TASK DIRECTIONS
Repeat, exactly as written, the lines of the records below from the first through the line with "filename crates/asistencia_core/src/auth/session_store.rs", but none past it.

(Collected data)
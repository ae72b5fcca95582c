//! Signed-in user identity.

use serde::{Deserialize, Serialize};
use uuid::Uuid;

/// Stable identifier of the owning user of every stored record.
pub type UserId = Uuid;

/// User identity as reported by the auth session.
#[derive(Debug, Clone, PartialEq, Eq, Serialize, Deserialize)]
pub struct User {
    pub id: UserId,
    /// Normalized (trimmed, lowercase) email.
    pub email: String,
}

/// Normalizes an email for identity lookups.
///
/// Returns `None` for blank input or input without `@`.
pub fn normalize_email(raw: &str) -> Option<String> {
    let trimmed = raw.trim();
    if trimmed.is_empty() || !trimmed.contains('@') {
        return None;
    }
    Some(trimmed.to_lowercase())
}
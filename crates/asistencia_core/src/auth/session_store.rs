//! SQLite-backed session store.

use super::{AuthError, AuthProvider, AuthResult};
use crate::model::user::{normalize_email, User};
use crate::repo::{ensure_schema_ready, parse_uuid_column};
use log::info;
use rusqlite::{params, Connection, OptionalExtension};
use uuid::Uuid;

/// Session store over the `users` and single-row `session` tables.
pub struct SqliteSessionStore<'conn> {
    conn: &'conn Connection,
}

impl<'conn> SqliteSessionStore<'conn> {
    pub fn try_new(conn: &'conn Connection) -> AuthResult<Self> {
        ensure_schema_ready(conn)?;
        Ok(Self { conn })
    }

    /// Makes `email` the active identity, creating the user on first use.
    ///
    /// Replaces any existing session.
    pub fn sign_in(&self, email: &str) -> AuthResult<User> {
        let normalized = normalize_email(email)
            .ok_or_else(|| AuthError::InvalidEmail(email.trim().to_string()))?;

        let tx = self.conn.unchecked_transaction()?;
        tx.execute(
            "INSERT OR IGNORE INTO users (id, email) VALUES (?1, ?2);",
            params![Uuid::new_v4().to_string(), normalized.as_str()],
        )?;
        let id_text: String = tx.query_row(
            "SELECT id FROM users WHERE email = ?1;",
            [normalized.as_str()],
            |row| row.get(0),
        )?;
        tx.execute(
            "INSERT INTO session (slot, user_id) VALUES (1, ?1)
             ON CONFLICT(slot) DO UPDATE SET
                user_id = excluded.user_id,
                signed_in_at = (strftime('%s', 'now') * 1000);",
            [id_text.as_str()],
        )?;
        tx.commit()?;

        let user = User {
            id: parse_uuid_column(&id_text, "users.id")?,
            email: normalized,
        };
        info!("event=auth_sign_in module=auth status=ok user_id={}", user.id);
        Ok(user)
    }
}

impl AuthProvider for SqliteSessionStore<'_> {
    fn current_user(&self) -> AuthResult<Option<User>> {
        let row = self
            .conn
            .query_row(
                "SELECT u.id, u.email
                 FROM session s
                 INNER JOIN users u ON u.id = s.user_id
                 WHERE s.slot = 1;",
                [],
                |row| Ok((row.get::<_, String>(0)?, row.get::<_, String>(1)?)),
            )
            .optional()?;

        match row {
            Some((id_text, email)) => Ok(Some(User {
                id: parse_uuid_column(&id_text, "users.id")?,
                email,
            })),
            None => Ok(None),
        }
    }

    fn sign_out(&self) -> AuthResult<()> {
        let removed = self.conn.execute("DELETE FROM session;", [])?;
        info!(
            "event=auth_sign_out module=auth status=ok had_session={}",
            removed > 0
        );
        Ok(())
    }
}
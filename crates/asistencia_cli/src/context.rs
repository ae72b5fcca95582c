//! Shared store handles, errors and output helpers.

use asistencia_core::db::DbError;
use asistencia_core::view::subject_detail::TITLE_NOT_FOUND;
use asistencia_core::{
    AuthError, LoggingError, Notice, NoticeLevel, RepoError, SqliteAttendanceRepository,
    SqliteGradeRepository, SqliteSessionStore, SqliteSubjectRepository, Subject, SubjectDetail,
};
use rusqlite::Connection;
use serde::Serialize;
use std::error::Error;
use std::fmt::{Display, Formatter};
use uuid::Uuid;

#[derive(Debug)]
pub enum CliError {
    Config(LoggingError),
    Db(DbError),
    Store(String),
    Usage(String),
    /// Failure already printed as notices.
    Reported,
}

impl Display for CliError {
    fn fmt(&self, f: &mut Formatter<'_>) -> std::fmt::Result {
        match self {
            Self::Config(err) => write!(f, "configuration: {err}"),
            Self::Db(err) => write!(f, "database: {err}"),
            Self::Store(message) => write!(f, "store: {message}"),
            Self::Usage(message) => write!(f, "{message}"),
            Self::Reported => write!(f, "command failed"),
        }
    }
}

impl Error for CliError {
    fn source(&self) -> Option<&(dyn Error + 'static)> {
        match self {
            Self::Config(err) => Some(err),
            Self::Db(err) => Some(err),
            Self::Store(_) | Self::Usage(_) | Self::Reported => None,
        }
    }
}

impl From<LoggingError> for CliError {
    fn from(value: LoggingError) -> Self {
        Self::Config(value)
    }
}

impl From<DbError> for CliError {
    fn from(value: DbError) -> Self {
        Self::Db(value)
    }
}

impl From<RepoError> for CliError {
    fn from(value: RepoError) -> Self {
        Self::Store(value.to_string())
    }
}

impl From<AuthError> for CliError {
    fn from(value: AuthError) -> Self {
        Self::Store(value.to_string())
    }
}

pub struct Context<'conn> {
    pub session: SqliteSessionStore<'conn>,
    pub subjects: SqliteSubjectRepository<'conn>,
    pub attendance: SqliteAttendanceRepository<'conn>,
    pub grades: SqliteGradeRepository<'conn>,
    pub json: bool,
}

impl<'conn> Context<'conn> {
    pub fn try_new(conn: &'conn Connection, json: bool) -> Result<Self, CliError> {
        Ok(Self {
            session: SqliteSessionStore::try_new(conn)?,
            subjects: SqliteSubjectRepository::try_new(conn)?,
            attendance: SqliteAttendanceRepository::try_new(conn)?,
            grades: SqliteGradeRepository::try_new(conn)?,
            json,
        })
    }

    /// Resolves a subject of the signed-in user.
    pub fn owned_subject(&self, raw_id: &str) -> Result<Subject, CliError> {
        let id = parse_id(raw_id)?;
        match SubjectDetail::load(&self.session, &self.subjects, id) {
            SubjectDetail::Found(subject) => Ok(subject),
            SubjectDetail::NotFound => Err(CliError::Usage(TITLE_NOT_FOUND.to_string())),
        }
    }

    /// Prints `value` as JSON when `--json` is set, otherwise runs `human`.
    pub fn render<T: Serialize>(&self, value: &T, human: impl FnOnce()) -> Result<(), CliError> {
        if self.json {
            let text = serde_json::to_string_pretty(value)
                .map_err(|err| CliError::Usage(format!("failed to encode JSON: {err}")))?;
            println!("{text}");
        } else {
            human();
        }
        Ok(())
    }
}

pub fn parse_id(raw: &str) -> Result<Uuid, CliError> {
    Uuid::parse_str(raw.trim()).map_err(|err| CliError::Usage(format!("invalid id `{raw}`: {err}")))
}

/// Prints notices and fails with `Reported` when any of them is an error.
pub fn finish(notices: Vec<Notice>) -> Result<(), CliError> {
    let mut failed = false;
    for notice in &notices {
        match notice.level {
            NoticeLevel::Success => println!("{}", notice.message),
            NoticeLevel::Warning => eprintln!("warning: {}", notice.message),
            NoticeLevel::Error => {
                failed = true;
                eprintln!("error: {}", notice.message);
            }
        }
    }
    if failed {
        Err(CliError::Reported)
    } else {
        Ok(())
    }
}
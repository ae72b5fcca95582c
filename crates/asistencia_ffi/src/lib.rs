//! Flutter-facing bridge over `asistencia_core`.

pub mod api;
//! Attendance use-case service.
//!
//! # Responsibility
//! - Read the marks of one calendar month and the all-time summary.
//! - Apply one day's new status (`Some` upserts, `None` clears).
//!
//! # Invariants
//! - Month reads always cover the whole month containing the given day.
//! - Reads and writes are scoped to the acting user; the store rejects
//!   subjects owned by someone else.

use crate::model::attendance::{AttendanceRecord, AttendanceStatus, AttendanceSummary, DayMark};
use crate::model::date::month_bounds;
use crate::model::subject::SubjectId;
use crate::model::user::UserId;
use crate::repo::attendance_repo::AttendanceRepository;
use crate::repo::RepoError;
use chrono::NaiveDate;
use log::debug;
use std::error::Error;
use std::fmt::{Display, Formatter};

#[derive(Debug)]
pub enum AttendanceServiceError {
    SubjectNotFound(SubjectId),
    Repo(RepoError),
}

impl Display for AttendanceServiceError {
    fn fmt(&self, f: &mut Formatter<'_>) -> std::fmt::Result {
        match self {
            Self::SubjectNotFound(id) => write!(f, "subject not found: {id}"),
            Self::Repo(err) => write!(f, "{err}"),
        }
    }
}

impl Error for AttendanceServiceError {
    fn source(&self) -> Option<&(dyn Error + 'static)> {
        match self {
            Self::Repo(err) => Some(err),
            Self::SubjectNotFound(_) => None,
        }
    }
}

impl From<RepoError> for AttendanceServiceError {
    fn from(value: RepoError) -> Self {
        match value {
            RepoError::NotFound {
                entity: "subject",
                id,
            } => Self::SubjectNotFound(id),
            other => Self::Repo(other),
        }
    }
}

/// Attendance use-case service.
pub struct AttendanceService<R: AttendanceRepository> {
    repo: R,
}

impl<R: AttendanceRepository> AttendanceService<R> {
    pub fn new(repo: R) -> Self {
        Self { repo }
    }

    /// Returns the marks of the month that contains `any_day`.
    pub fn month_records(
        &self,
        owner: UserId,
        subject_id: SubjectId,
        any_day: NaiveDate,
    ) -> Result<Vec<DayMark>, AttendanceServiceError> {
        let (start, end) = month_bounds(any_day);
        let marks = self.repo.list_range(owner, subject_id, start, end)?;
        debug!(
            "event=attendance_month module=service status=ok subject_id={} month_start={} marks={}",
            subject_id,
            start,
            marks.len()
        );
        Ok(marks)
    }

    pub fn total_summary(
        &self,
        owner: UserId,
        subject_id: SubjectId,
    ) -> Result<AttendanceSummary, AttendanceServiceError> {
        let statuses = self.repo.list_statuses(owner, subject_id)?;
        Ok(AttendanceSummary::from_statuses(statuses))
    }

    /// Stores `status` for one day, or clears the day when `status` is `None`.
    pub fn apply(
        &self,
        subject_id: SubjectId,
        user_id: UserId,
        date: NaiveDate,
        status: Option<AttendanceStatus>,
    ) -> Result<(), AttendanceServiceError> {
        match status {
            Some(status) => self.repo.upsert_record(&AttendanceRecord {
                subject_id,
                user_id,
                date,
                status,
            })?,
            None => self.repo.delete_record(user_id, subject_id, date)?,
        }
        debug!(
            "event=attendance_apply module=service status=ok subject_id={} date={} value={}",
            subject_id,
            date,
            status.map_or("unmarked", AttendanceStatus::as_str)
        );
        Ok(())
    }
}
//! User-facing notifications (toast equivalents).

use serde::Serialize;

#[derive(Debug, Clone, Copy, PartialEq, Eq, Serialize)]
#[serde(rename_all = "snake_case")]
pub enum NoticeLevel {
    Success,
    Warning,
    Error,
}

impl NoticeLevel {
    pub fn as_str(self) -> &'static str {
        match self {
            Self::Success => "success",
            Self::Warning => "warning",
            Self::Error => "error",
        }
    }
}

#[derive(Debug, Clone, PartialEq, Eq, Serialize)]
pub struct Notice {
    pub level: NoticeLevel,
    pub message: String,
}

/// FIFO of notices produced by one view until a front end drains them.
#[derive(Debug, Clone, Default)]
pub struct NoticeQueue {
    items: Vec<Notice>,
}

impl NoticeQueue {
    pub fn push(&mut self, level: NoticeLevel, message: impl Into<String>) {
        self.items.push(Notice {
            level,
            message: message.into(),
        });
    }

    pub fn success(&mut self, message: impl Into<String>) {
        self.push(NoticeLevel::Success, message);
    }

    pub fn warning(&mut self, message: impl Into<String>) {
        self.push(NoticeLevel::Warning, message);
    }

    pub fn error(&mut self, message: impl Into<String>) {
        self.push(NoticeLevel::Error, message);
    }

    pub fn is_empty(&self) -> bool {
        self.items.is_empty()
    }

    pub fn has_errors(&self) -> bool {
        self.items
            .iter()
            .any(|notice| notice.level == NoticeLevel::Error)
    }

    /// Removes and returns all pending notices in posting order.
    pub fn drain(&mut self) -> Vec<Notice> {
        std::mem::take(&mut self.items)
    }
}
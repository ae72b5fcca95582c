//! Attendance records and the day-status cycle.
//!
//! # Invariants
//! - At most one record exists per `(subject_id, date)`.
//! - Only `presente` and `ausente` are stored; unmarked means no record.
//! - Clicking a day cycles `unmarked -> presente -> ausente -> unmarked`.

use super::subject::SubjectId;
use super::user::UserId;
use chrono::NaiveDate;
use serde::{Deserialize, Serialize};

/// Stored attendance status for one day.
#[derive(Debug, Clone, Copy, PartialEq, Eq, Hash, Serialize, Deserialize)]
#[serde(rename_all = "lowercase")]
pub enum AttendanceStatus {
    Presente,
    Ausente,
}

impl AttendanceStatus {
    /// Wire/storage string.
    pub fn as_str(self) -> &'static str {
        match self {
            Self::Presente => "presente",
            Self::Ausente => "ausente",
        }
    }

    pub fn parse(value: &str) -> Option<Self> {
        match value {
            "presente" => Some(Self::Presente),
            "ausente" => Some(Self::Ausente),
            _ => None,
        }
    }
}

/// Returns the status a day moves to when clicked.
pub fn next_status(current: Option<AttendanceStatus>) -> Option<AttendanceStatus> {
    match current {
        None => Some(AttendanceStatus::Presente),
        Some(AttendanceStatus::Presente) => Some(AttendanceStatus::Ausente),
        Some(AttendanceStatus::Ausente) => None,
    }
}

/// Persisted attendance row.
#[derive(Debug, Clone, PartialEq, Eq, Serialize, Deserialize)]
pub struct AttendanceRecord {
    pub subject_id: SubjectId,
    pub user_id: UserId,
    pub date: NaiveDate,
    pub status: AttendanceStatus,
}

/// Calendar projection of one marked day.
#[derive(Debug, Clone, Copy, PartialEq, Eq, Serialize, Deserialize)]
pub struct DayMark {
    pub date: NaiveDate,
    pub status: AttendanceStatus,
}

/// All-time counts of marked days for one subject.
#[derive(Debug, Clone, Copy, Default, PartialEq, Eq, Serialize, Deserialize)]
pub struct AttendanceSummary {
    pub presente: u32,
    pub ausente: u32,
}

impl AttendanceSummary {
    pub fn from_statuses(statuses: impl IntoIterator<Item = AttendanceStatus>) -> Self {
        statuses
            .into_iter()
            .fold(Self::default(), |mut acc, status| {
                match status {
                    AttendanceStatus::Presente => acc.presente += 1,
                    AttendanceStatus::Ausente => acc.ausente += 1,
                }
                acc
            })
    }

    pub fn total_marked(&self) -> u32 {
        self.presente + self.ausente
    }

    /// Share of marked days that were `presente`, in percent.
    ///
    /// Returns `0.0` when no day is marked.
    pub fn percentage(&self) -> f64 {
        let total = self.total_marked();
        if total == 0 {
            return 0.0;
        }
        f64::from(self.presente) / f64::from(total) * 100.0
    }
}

ANSWER BOX
repository ae72b5fcca95582c
//! Signed-in user identity.

use serde::{Deserialize, Serialize};
use uuid::Uuid;

/// Stable identifier of the owning user of every stored record.
pub type UserId = Uuid;

/// User identity as reported by the auth session.
#[derive(Debug, Clone, PartialEq, Eq, Serialize, Deserialize)]
pub struct User {
    pub id: UserId,
    /// Normalized (trimmed, lowercase) email.
    pub email: String,
}

/// Normalizes an email for identity lookups.
///
/// Returns `None` for blank input or input without `@`.
pub fn normalize_email(raw: &str) -> Option<String> {
    let trimmed = raw.trim();
    if trimmed.is_empty() || !trimmed.contains('@') {
        return None;
    }
    Some(trimmed.to_lowercase())
}
filename crates/asistencia_core/src/auth/session_store.rs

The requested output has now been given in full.